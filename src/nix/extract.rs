//! Dependency extraction from flake.lock
//!
//! Only inputs declared by the root node are reported: transitive inputs are
//! pinned by the flakes that declare them and cannot be updated from here.

use super::lockfile::{self, FlakeRef, InputRef, InputType, ROOT_NODE};
use super::url::{
    browsable_url, channel_name, decode_segment, is_version_range, normalize_git_url,
    parse_flakehub_tarball, strip_ref_prefix, tarball_repo_url,
};
use crate::dependency::{Datasource, PackageDependency, Versioning};
use std::collections::HashMap;
use std::path::Path;

pub const NIXPKGS_URL: &str = "https://github.com/NixOS/nixpkgs";

const GITHUB_HOST: &str = "github.com";
const GITLAB_HOST: &str = "gitlab.com";
const SOURCEHUT_HOST: &str = "git.sr.ht";

/// Extract updatable dependencies from flake.lock content
///
/// Returns `None` when the lock file is malformed, has no root inputs, or
/// yields no dependencies. `lock_file` is only used in log messages.
pub fn extract_package_file(content: &str, lock_file: &Path) -> Option<Vec<PackageDependency>> {
    tracing::trace!(lock_file = %lock_file.display(), "nix::extract_package_file()");

    let lock = match lockfile::parse(content, lock_file) {
        Ok(lock) => lock,
        Err(err) => {
            tracing::debug!(lock_file = %lock_file.display(), %err, "invalid flake.lock file");
            return None;
        }
    };

    let Some(root_inputs) = lock.root_inputs() else {
        tracing::debug!(lock_file = %lock_file.display(), "flake.lock is missing \"root\" node");
        return None;
    };

    // node name -> alias; follows paths point at other flakes' inputs and are skipped
    let aliases: HashMap<&str, &str> = root_inputs
        .iter()
        .filter_map(|(alias, target)| match target {
            InputRef::Node(node) => Some((node.as_str(), alias.as_str())),
            InputRef::Follows(_) => None,
        })
        .collect();

    let mut deps = Vec::new();

    for (node_name, node) in &lock.nodes {
        if node_name == ROOT_NODE {
            continue;
        }
        let Some(&alias) = aliases.get(node_name.as_str()) else {
            continue;
        };

        let Some(locked) = &node.locked else {
            skip(lock_file, alias, "input is missing locked");
            continue;
        };
        let Some(original) = &node.original else {
            skip(lock_file, alias, "input is missing original");
            continue;
        };

        // indirect inputs depend on the flake registry
        if original.input_type == InputType::Indirect || locked.input_type == InputType::Indirect {
            skip(lock_file, alias, "input is of type indirect");
            continue;
        }
        if original.input_type == InputType::Path || locked.input_type == InputType::Path {
            skip(lock_file, alias, "input is of type path");
            continue;
        }
        let Some(rev) = &locked.rev else {
            skip(lock_file, alias, "locked input is not tracking a rev");
            continue;
        };

        let mut dep = PackageDependency::new(alias);
        dep.current_value = original.git_ref.as_deref().map(strip_ref_prefix);
        dep.current_digest = Some(rev.clone());

        match classify(&mut dep, locked.input_type, original) {
            Ok(()) => deps.push(dep),
            Err(reason) => skip(lock_file, alias, reason),
        }
    }

    if deps.is_empty() {
        return None;
    }

    Some(deps)
}

fn skip(lock_file: &Path, input: &str, reason: &str) {
    tracing::debug!(lock_file = %lock_file.display(), input, "{reason}, skipping");
}

/// Fill in the package identity for a dependency based on its locked type
///
/// Returns the skip reason when `original` lacks a field the type needs.
fn classify(
    dep: &mut PackageDependency,
    locked_type: InputType,
    original: &FlakeRef,
) -> Result<(), &'static str> {
    match locked_type {
        InputType::Git => {
            let url = original.url.as_deref().ok_or("git input is missing url")?;
            dep.package_name = normalize_git_url(url);
        }
        InputType::Github => {
            let (owner, repo) = owner_repo(original)?;
            if owner.eq_ignore_ascii_case("nixos") && repo.eq_ignore_ascii_case("nixpkgs") {
                dep.package_name = NIXPKGS_URL.to_string();
                dep.versioning = Some(Versioning::Nixpkgs);
            } else {
                dep.package_name = hosted_url(original, GITHUB_HOST, owner, repo);
            }
        }
        InputType::Gitlab => {
            let (owner, repo) = owner_repo(original)?;
            let owner = decode_segment(owner);
            dep.package_name = hosted_url(original, GITLAB_HOST, &owner, repo);
        }
        InputType::Sourcehut => {
            let (owner, repo) = owner_repo(original)?;
            dep.package_name = hosted_url(original, SOURCEHUT_HOST, owner, repo);
        }
        InputType::Tarball => {
            let url = original.url.as_deref().ok_or("tarball input is missing url")?;
            classify_tarball(dep, url);
            return Ok(());
        }
        InputType::Indirect | InputType::Path | InputType::Unsupported => {
            return Err("input type cannot be updated");
        }
    }

    dep.source_url = Some(browsable_url(&dep.package_name));
    Ok(())
}

/// Tarball inputs: FlakeHub first, then nixos channels, then archive URLs
fn classify_tarball(dep: &mut PackageDependency, url: &str) {
    if let Some(flakehub) = parse_flakehub_tarball(url) {
        dep.datasource = Datasource::FlakeHub;
        dep.package_name = flakehub.package_name();
        if is_version_range(&flakehub.version) {
            dep.versioning = Some(Versioning::Npm);
        } else {
            // Pinned versions are tracked by value only
            dep.current_digest = None;
        }
        dep.current_value = Some(flakehub.version);
        return;
    }

    if let Some(channel) = channel_name(url) {
        dep.package_name = NIXPKGS_URL.to_string();
        dep.current_value = Some(channel);
        dep.versioning = Some(Versioning::Nixpkgs);
        return;
    }

    dep.package_name = tarball_repo_url(url);
}

fn owner_repo(original: &FlakeRef) -> Result<(&str, &str), &'static str> {
    match (original.owner.as_deref(), original.repo.as_deref()) {
        (Some(owner), Some(repo)) => Ok((owner, repo)),
        _ => Err("input is missing owner or repo"),
    }
}

fn hosted_url(original: &FlakeRef, default_host: &str, owner: &str, repo: &str) -> String {
    let host = original.host.as_deref().unwrap_or(default_host);
    format!("https://{host}/{owner}/{repo}")
}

----------------

In the entries above, find the line with "let mut dep = PackageDependency::new(alias);" and the line with "match classify(&mut dep, locked.input_type, original)", then set down exactly those two and every line between them, nothing else.

**Solution for this problem**
        let mut dep = PackageDependency::new(alias);
        dep.current_value = original.git_ref.as_deref().map(strip_ref_prefix);
        dep.current_digest = Some(rev.clone());

        match classify(&mut dep, locked.input_type, original) {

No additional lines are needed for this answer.